In many cases, he adds, it is students themselves who drive these changes. "They are much more interested in food today than their parents were. They think about where food comes from, and about the social justice aspects of food production. They think about environmental sustainability, and healthier eating, certainly. They come from all over the globe. And they watch the Food Network."

Lunchtime at the Arrillaga Family Dining Commons: The first-floor kitchen is fronted by a glass wall that allows students to watch while meals are prepared. Upstairs, there's an expansive salad bar topped with white ceramic bowls of organic oranges. On the back wall, a pizza oven blazes. Whole chickens, rubbed with pungent fresh oregano, twirl slowly on the rotisserie. White-jacketed executive chef David Iott, who worked at Ritz-Carlton hotels before landing at Stanford nine years ago, began his day by clipping herbs in the dining hall's organic garden.

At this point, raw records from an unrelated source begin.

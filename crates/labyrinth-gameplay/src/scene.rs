//! Read-only view of the live scene consumed by the enemy controller.

use glam::Vec3;
use serde::{Deserialize, Serialize};

/// Name prefix shared by every enemy object.
pub const ENEMY_PREFIX: &str = "enemy";

/// Name of projectile objects.
pub const BULLET_NAME: &str = "bullet";

/// Side an object fights for.
#[derive(Debug, Clone, Copy, PartialEq, Eq, Hash, Serialize, Deserialize)]
pub enum Faction {
    /// Fired or controlled by the player
    Player,
    /// Fired or controlled by an enemy
    Enemy,
    /// Scenery and pickups
    Neutral,
}

/// One object in the scene graph.
#[derive(Debug, Clone, PartialEq, Serialize, Deserialize)]
pub struct SceneObject {
    /// Object name (`enemy-...`, `bullet`, ...)
    pub name: String,
    /// World position
    pub position: Vec3,
    /// Owning faction
    pub faction: Faction,
}

impl SceneObject {
    /// Creates a new scene object.
    #[must_use]
    pub fn new(name: impl Into<String>, position: Vec3, faction: Faction) -> Self {
        Self {
            name: name.into(),
            position,
            faction,
        }
    }

    /// Returns whether this object is an enemy.
    #[must_use]
    pub fn is_enemy(&self) -> bool {
        self.name.starts_with(ENEMY_PREFIX)
    }

    /// Returns whether this object is a projectile.
    #[must_use]
    pub fn is_bullet(&self) -> bool {
        self.name == BULLET_NAME
    }
}

/// Scene interface for the enemy controller.
///
/// Implementations hand out a snapshot; the controller never mutates it.
pub trait SceneQuery {
    /// Top-level objects (enemies, projectiles, pickups).
    fn objects(&self) -> &[SceneObject];
    /// Children of the wall container.
    fn walls(&self) -> &[SceneObject];
    /// Player position, if the player is present.
    fn player_position(&self) -> Option<Vec3>;
    /// Active camera position.
    fn camera_position(&self) -> Vec3;
}

/// Owned scene snapshot.
#[derive(Debug, Clone, Default, PartialEq, Serialize, Deserialize)]
pub struct SceneSnapshot {
    objects: Vec<SceneObject>,
    walls: Vec<SceneObject>,
    player: Option<Vec3>,
    camera: Vec3,
}

impl SceneSnapshot {
    /// Creates an empty snapshot.
    #[must_use]
    pub fn new() -> Self {
        Self::default()
    }

    /// Places the player; the camera follows it.
    #[must_use]
    pub fn with_player(mut self, position: Vec3) -> Self {
        self.player = Some(position);
        self.camera = position;
        self
    }

    /// Overrides the camera position.
    #[must_use]
    pub fn with_camera(mut self, position: Vec3) -> Self {
        self.camera = position;
        self
    }

    /// Adds a wall block.
    #[must_use]
    pub fn with_wall(mut self, position: Vec3) -> Self {
        self.add_wall(position);
        self
    }

    /// Adds a top-level object.
    #[must_use]
    pub fn with_object(mut self, object: SceneObject) -> Self {
        self.objects.push(object);
        self
    }

    /// Adds a wall block.
    pub fn add_wall(&mut self, position: Vec3) {
        self.walls
            .push(SceneObject::new("wall", position, Faction::Neutral));
    }

    /// Adds a top-level object.
    pub fn add_object(&mut self, object: SceneObject) {
        self.objects.push(object);
    }

    /// Moves the player and camera.
    pub fn set_player(&mut self, position: Option<Vec3>) {
        self.player = position;
        if let Some(position) = position {
            self.camera = position;
        }
    }

    /// Removes every top-level object, keeping walls and the player.
    pub fn clear_objects(&mut self) {
        self.objects.clear();
    }
}

impl SceneQuery for SceneSnapshot {
    fn objects(&self) -> &[SceneObject] {
        &self.objects
    }

    fn walls(&self) -> &[SceneObject] {
        &self.walls
    }

    fn player_position(&self) -> Option<Vec3> {
        self.player
    }

    fn camera_position(&self) -> Vec3 {
        self.camera
    }
}
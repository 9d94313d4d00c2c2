//! Event bus for observing enemy behaviour.

use crossbeam_channel::{bounded, Receiver, Sender};
use glam::Vec3;
use serde::{Deserialize, Serialize};

use labyrinth_common::{EnemyId, ProjectileId};

use crate::direction::Facing;

/// Event types that can be sent through the event bus.
#[derive(Debug, Clone, PartialEq, Serialize, Deserialize)]
pub enum EnemyEvent {
    /// Enemy spawned on its map cell
    Spawned {
        /// Enemy ID
        enemy_id: EnemyId,
    },
    /// Enemy spotted the player and started chasing
    ChaseStarted {
        /// Enemy ID
        enemy_id: EnemyId,
        /// Distance to the player when spotted
        distance: f32,
    },
    /// Enemy lost the player and went back to patrol
    ChaseEnded {
        /// Enemy ID
        enemy_id: EnemyId,
    },
    /// Enemy fired a projectile
    ProjectileFired {
        /// Enemy ID
        enemy_id: EnemyId,
        /// Projectile token
        projectile_id: ProjectileId,
        /// Projectile velocity
        velocity: Vec3,
    },
    /// Enemy was hit and asked for its spawn cell to be cleared
    CellClearRequested {
        /// Enemy ID
        enemy_id: EnemyId,
        /// Row (Z)
        row: usize,
        /// Column (X)
        col: usize,
    },
    /// Enemy picked a new patrol direction
    DirectionChanged {
        /// Enemy ID
        enemy_id: EnemyId,
        /// New direction
        facing: Option<Facing>,
    },
    /// Enemy was removed from the controller
    Despawned {
        /// Enemy ID
        enemy_id: EnemyId,
    },
}

/// Event bus for broadcasting events to subscribers.
#[derive(Debug)]
pub struct EventBus {
    /// Sender for broadcasting events
    sender: Sender<EnemyEvent>,
    /// Receiver for collecting events
    receiver: Receiver<EnemyEvent>,
    /// Channel capacity
    capacity: usize,
}

impl Default for EventBus {
    fn default() -> Self {
        Self::new(1024)
    }
}

impl EventBus {
    /// Creates a new event bus with the given capacity.
    #[must_use]
    pub fn new(capacity: usize) -> Self {
        let (sender, receiver) = bounded(capacity);
        Self {
            sender,
            receiver,
            capacity,
        }
    }

    /// Publishes an event to the bus.
    pub fn publish(&self, event: EnemyEvent) {
        // Non-blocking send - if full, event is dropped
        let _ = self.sender.try_send(event);
    }

    /// Drains all pending events.
    pub fn drain(&self) -> Vec<EnemyEvent> {
        self.receiver.try_iter().collect()
    }

    /// Returns the number of pending events.
    #[must_use]
    pub fn pending_count(&self) -> usize {
        self.receiver.len()
    }

    /// Returns the channel capacity.
    #[must_use]
    pub const fn capacity(&self) -> usize {
        self.capacity
    }
}
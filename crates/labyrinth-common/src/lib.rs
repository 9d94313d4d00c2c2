//! # Labyrinth Common
//!
//! Common types, utilities, and shared abstractions for Labyrinth.
//!
//! This crate provides foundational types used across all Labyrinth subsystems:
//! - Coordinate types (continuous world positions, discrete grid cells)
//! - ID types (EnemyId, ProjectileId)
//! - Common error types
//! - Prelude for convenient imports

#![warn(missing_docs)]
#![warn(clippy::all)]
#![deny(clippy::unwrap_used)]

pub mod coords;
pub mod error;
pub mod ids;

/// Prelude module for convenient imports
pub mod prelude {
    pub use crate::coords::*;
    pub use crate::error::*;
    pub use crate::ids::*;
}

pub use prelude::*;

There are no plastic cafeteria trays, except upon request. Instead, diners stroll around holding china plates, as they would at a hotel buffet. Hormone-free skim milk, fair-trade Starbucks coffee and Crysalli Artisan Water are on tap. A Pepsi machine is tucked away in a corner. "We have to have that," Iott says, a bit sadly. Then he brightens as he points out roasted organic carrots and an array of miniature decorated cheesecakes.

Stanford alumni who remember mystery meat, gloppy gravy and hashers with hairnets may find this surreal. But high-quality food service provides a competitive advantage to colleges these days. From New Haven to Berkeley, American universities are pouring hundreds of millions of dollars into environmentally sustainable residences and dining facilities. "You cannot be one of the premiere universities in the country," Montell says, "and not have the dining program be on a par with that."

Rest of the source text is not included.